Затем Митроха постучал пальцами по своему телефону и вопрос продублировался на экране у Подкрышена: "Уже нюхнул, да?". Эмилий машинально ответил: "Еще нет" и сунул смартфон в карман. Изображение тут же растаяло в воздухе, а Подкрышен подумал: "Второй глюк за сутки на производственную тему - это уже слишком. И какое хамство - спрашивать у своего работодателя о таких вещах. А впрочем..."

- Зайка, я отойду ненадолго, буквально на пять минут, - сказал Эмилий, вставая из-за стола.

- Угу, - кивнула головой Аделька. Она просматривала свежую уголовную хронику на своем смартфоне, пытаясь прояснить судьбу Пампушечки и оценить дальнейшие перспективы по его делу.

Туалет ресторана "Патриций" был оформлен в строгом европейском стиле без всяких римских прибамбасов. Все блестело и сверкало как в операционной клиники "Шаритэ".
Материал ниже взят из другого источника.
//! Immutable records of improving invocations.
//!
//! One [`InvocationResult`] is retained per invocation that strictly
//! increased coverage; at the end of a session they are packaged into one
//! [`FuzzedUnitResult`] per fuzzed unit. Records are never mutated after
//! construction.

use crate::introspect::{CapturedFailure, ScalarValue, TypeDescriptor};

/// What an invocation produced: either a value (possibly absent) or a
/// captured failure.
#[derive(Debug, Clone, PartialEq, Hash)]
pub enum InvocationOutcome {
    /// The member returned normally; `None` means it produced no value.
    Value(Option<ScalarValue>),
    /// The member raised a failure, captured structurally.
    Failure(CapturedFailure),
}

impl InvocationOutcome {
    /// True when the invocation raised a failure.
    #[must_use]
    pub fn is_failure(&self) -> bool {
        matches!(self, Self::Failure(_))
    }

    /// The captured failure, if any.
    #[must_use]
    pub fn failure(&self) -> Option<&CapturedFailure> {
        match self {
            Self::Failure(failure) => Some(failure),
            Self::Value(_) => None,
        }
    }

    /// The produced value, if one was captured.
    #[must_use]
    pub fn value(&self) -> Option<&ScalarValue> {
        match self {
            Self::Value(value) => value.as_ref(),
            Self::Failure(_) => None,
        }
    }
}

/// The captured record of one coverage-improving invocation.
#[derive(Debug, Clone, PartialEq, Hash)]
pub struct InvocationResult {
    method_name: String,
    parameter_literals: Vec<String>,
    parameter_types: Vec<TypeDescriptor>,
    receiver_literal: String,
    outcome: InvocationOutcome,
    is_static: bool,
    is_private: bool,
    return_type: TypeDescriptor,
}

impl InvocationResult {
    /// Create a record. `receiver_literal` is empty for static members.
    #[must_use]
    pub fn new(
        method_name: impl Into<String>,
        parameter_literals: Vec<String>,
        parameter_types: Vec<TypeDescriptor>,
        receiver_literal: impl Into<String>,
        outcome: InvocationOutcome,
        is_static: bool,
        is_private: bool,
        return_type: TypeDescriptor,
    ) -> Self {
        Self {
            method_name: method_name.into(),
            parameter_literals,
            parameter_types,
            receiver_literal: receiver_literal.into(),
            outcome,
            is_static,
            is_private,
            return_type,
        }
    }

    /// Name of the invoked member.
    #[must_use]
    pub fn method_name(&self) -> &str {
        &self.method_name
    }

    /// Literal source text of each argument, in parameter order.
    #[must_use]
    pub fn parameter_literals(&self) -> &[String] {
        &self.parameter_literals
    }

    /// Declared parameter types, in order.
    #[must_use]
    pub fn parameter_types(&self) -> &[TypeDescriptor] {
        &self.parameter_types
    }

    /// Literal source text reconstructing the receiver; empty for static
    /// members.
    #[must_use]
    pub fn receiver_literal(&self) -> &str {
        &self.receiver_literal
    }

    /// What the invocation produced.
    #[must_use]
    pub fn outcome(&self) -> &InvocationOutcome {
        &self.outcome
    }

    /// True for members invoked without a receiver.
    #[must_use]
    pub fn is_static(&self) -> bool {
        self.is_static
    }

    /// True for members that required a visibility override.
    #[must_use]
    pub fn is_private(&self) -> bool {
        self.is_private
    }

    /// True when the invocation raised and the generated test should
    /// assert on the failure.
    #[must_use]
    pub fn exception_expected(&self) -> bool {
        self.outcome.is_failure()
    }

    /// Declared return type of the member.
    #[must_use]
    pub fn return_type(&self) -> &TypeDescriptor {
        &self.return_type
    }
}

/// All retained results of fuzzing one unit.
#[derive(Debug, Clone, PartialEq)]
pub struct FuzzedUnitResult {
    namespace: String,
    name: String,
    results: Vec<InvocationResult>,
}

impl FuzzedUnitResult {
    /// Package the retained results of one session.
    #[must_use]
    pub fn new(
        namespace: impl Into<String>,
        name: impl Into<String>,
        results: Vec<InvocationResult>,
    ) -> Self {
        Self {
            namespace: namespace.into(),
            name: name.into(),
            results,
        }
    }

    /// The fuzzed unit's namespace.
    #[must_use]
    pub fn namespace(&self) -> &str {
        &self.namespace
    }

    /// The fuzzed unit's simple name.
    #[must_use]
    pub fn name(&self) -> &str {
        &self.name
    }

    /// `namespace::Name`.
    #[must_use]
    pub fn qualified_name(&self) -> String {
        format!("{}::{}", self.namespace, self.name)
    }

    /// Retained invocation records, in the order they improved coverage.
    #[must_use]
    pub fn results(&self) -> &[InvocationResult] {
        &self.results
    }
}
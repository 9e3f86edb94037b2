//! Coverage report formatters.
//!
//! XML and HTML generators over a [`CoverageMap`](super::CoverageMap)
//! snapshot, for CI pickup and human reading respectively. Formatters
//! build strings; writing them anywhere is the caller's concern.

mod html;
mod xml;

pub use html::HtmlFormatter;
pub use xml::XmlFormatter;
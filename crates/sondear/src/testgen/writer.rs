//! Emission of generated test files.

use super::builder::{RenderProfile, TestCaseBuilder};
use super::snake_case;
use crate::result::{SondearError, SondearResult};
use crate::results::FuzzedUnitResult;
use std::path::{Path, PathBuf};
use tracing::{debug, error};

const DEFAULT_REPORT_DIR: &str = "fuzzing-report";

/// Filesystem operations the writer depends on, separated out so write
/// failures can be exercised in tests.
pub trait FileSystemOps {
    /// Create a directory and all of its parents.
    fn create_dir_all(&self, path: &Path) -> std::io::Result<()>;

    /// Write a file, creating or truncating it.
    fn write(&self, path: &Path, contents: &[u8]) -> std::io::Result<()>;
}

/// The real filesystem.
#[derive(Debug, Clone, Copy, Default)]
pub struct RealFileSystem;

impl FileSystemOps for RealFileSystem {
    fn create_dir_all(&self, path: &Path) -> std::io::Result<()> {
        std::fs::create_dir_all(path)
    }

    fn write(&self, path: &Path, contents: &[u8]) -> std::io::Result<()> {
        std::fs::write(path, contents)
    }
}

/// Writes the generated test file for a fuzzed unit into the report
/// directory.
///
/// The two emission failure modes, directory creation and content
/// writing, are surfaced as distinct errors and never swallowed.
#[derive(Debug)]
pub struct TestFileWriter<F = RealFileSystem> {
    fs: F,
    report_dir: PathBuf,
    profile: RenderProfile,
}

impl Default for TestFileWriter<RealFileSystem> {
    fn default() -> Self {
        Self::new(RealFileSystem)
    }
}

impl<F: FileSystemOps> TestFileWriter<F> {
    /// Create a writer over the given filesystem, targeting the default
    /// `fuzzing-report/` directory.
    #[must_use]
    pub fn new(fs: F) -> Self {
        Self {
            fs,
            report_dir: PathBuf::from(DEFAULT_REPORT_DIR),
            profile: RenderProfile::default(),
        }
    }

    /// Write into a different report directory.
    #[must_use]
    pub fn with_report_dir(mut self, dir: impl Into<PathBuf>) -> Self {
        self.report_dir = dir.into();
        self
    }

    /// Render generated tests with a custom profile.
    #[must_use]
    pub fn with_profile(mut self, profile: RenderProfile) -> Self {
        self.profile = profile;
        self
    }

    /// Build the test file for `result` and write it as
    /// `<report_dir>/<unit_snake_case>_test.rs`. Returns the written
    /// path.
    pub fn write_unit_tests(&self, result: &FuzzedUnitResult) -> SondearResult<PathBuf> {
        let content = TestCaseBuilder::new(result)
            .with_profile(self.profile.clone())
            .build();
        let path = self
            .report_dir
            .join(format!("{}_test.rs", snake_case(result.name())));

        self.fs
            .create_dir_all(&self.report_dir)
            .map_err(|source| {
                error!(path = %self.report_dir.display(), "failed to create report directory");
                SondearError::CreateReportDir {
                    path: self.report_dir.clone(),
                    source,
                }
            })?;

        self.fs
            .write(&path, content.as_bytes())
            .map_err(|source| {
                error!(path = %path.display(), "failed to write test file");
                SondearError::WriteTestFile {
                    path: path.clone(),
                    source,
                }
            })?;

        debug!(path = %path.display(), tests = result.results().len(), "wrote generated tests");
        Ok(path)
    }
}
"Вот - правильно, - подумал Эмилий, подставляя руки под фотоэлементы европейского рукомойника. - Ведь могут все сделать правильно, когда захотят. Европейскую поступь не остановить". Он высушил ладони под феном, прошел в ближайшую кабинку и удобно уселся на крышку белоснежного унитаза. Посетителей не было, вокруг стояла просто стерильная тишина, и это обстоятельство благотворно действовало на разболтанные за прошедший день нервы.

Не то, чтобы Эмилий так уж сильно этого хотел, просто по собственному опыту прохождения черных полос, он знал, что у каждой такой полосы есть точка апогея, точка наивысшего накала. Эмилий всегда узнавал приближение этой наивысшей точки по особому состоянию внутренней пустоты, и он чрезвычайно боялся этого состояния. Нужно было срочно заполнить чем-то эту темную пустоту, сгладить гребень набегающей волны, так сказать.